Here, we demonstrated a link between the loss of DAB2IP and TMZ-resistance. Mechanistically, DAB2IP sensitized GBM to TMZ and suppressed TMZ-induced autophagy by negatively regulating ATG9B via the Wnt/β-catenin pathway. Combination treatment of GBM cells using a small molecule inhibitor blocking the Wnt/β-catenin pathway in addition to TMZ synergistically enhanced the efficacy of TMZ. Our results showed that DAB2IP could function as a chemo-sensitizer to TMZ in combination treatment by suppressing Wnt/β-catenin-mediated autophagy.

Overall, these findings demonstrate a link between the loss of DAB2IP and TMZ-resistance mechanisms and offer a potential therapeutic strategy to re-sensitize chemo-resistant GBM.

Results

DAB2IP is downregulated in TMZ-resistant glioblastoma cells

The IC50 values for TMZ in GBM cell lines vary in many studies depending on the experimental conditions4. Thus we determined the responsiveness of GBM cells to TMZ in our system. As shown in Fig. 1a, the IC50 for TMZ ranged from 61.8 ± 7.9 to 225.1 ± 17.5 μM and fell into two groups, the TMZ-sensitive (A172 and U373; <100 μM) and the TMZ-resistant groups (LN18 and LN229; >200 μM). We then compared the expression pattern of DAB2IP in the TMZ-sensitive and TMZ-resistant cells. DAB2IP, a novel tumor suppressor, is often downregulated in advanced stages of many types of cancer, and the loss of DAB2IP expression has been shown to correlate with the poor prognosis and increased tumor metastasis of many malignancies7,8. In addition, according to previous studies, DAB2IP has critical roles in suppressing chemo-resistance and radioresistance in different types of cancer14,15,16. To investigate whether DAB2IP is involved in TMZ sensitivity in GBM as well, we screened the expression level of DAB2IP in GBM cell lines that respond differently to TMZ. We observed TMZ-resistant cells expressed a low level of DAB2IP in both RNA and protein levels (Fig. 1b, c) indicating a possible link between the level of DAB2IP and chemo-resistance to TMZ in GBM cell lines.
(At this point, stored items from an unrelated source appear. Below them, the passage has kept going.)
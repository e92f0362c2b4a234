use std::path::PathBuf;

use thiserror::Error;

/// Errors that stop a whole stage.
#[derive(Debug, Error)]
pub enum PipelineError {
    #[error("input file '{}' not found", .0.display())]
    SourceNotFound(PathBuf),

    #[error("I/O error: {0}")]
    Io(#[from] std::io::Error),

    #[error("CSV error: {0}")]
    Csv(#[from] csv::Error),
}

pub type Result<T> = std::result::Result<T, PipelineError>;

/// Reasons a single row is skipped. None of these abort the pass.
#[derive(Debug, Clone, PartialEq, Eq, Error)]
pub enum RowError {
    #[error("field '{0}' missing from input")]
    MissingField(&'static str),

    #[error("field '{field}' is not a valid number: '{value}'")]
    InvalidNumber { field: &'static str, value: String },

    #[error("field '{field}' is not a valid integer: '{value}'")]
    InvalidInteger { field: &'static str, value: String },

    #[error("field '{field}' is not a valid YYYY-MM-DD date: '{value}'")]
    InvalidDate { field: &'static str, value: String },

    #[error("field '{0}' is not valid UTF-8")]
    InvalidUtf8(&'static str),

    #[error("arithmetic overflow while computing '{0}'")]
    ArithmeticOverflow(&'static str),
}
Fig. 1: TMZ-resistant GBM cell lines express a low level of DAB2IP.
figure1

a TMZ log–dose–response analysis (IC50) in four human glioblastoma cell lines. Cells were treated with increment doses of TMZ as indicated for 48h, and IC50 was determined with cytotoxicity results assessed by MTT assay. Percent survival curves after TMZ treatment was constructed by plotting the cell survival whose values indicate mean ± SD (n = 5). Error bars indicate standard deviation. b The mRNA expression of DAB2IP analyzed by real-time PCR in four human glioblastoma cell lines. Black and white bars indicate DAB2IP-high and DAB2IP-low cell lines, respectively. Means ± SD; n = 3; Student’s two-tailed t-test, **p < 0.01. c Representative images of western blot against DAB2IP and β-actin.
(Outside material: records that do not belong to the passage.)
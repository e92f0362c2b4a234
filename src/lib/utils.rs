use std::str::FromStr;

use chrono::NaiveDate;
use im::OrdMap;
use rust_decimal::Decimal;

use crate::error::RowError;
use crate::types::MonetaryAmount;

pub const DATE_FORMAT: &str = "%Y-%m-%d";

pub trait OrDefault<K, V> {
    fn get_or_default(&self, item: &K) -> V;
}

impl<K, V> OrDefault<K, V> for OrdMap<K, V>
where
    K: Ord + Clone,
    V: Default + Clone,
{
    fn get_or_default(&self, item: &K) -> V {
        match self.get(item) {
            Some(v) => v.clone(),
            None => V::default(),
        }
    }
}

pub fn parse_amount(field: &'static str, text: &str) -> Result<MonetaryAmount, RowError> {
    let trimmed = text.trim();
    Decimal::from_str(trimmed)
        .or_else(|_| Decimal::from_scientific(trimmed))
        .map(MonetaryAmount::new)
        .map_err(|_| RowError::InvalidNumber {
            field,
            value: text.to_string(),
        })
}

/// A strictly positive whole number.
pub fn parse_count(field: &'static str, text: &str) -> Result<u32, RowError> {
    match text.trim().parse::<u32>() {
        Ok(n) if n > 0 => Ok(n),
        _ => Err(RowError::InvalidInteger {
            field,
            value: text.to_string(),
        }),
    }
}

pub fn parse_date(field: &'static str, text: &str) -> Result<NaiveDate, RowError> {
    NaiveDate::parse_from_str(text, DATE_FORMAT).map_err(|_| RowError::InvalidDate {
        field,
        value: text.to_string(),
    })
}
Downregulation of DAB2IP contributes to TMZ-resistance

To investigate the role of DAB2IP in TMZ-resistance, DAB2IP expression was modulated; endogenous DAB2IP was knocked down in the DAB2IP-high A172 cell line, and an exogenous DAB2IP plasmid was transfected into the DAB2IP-low LN229 cell line (Fig. 2a). Then, TMZ sensitivity was tested in these stable sub-cell lines (A172 control and knockdown cells, Con vs. KD; LN229 control and overexpression cells, Vc vs. OE). The results indicated that the knockdown of DAB2IP in A172 cells significantly increased resistance to TMZ (IC50 = 169.1 ± 16.7 µM compared to 71.6 ± 6.9 µM in the control), whereas the overexpression of DAB2IP in LN229 cells reduced TMZ-resistance (IC50 = 102.7 ± 19.3 µM compared to 224.6 ± 20.3 µM in Vc) (Fig. 2b). Consistent with TMZ sensitivity, the cell cycle analysis showed that the TMZ-sensitive A172 parental cells showed an accumulation of G2/M phase arrest after TMZ treatment, whereas the knockdown of DAB2IP decreased G2/M arrest (Supplementary Fig. S1).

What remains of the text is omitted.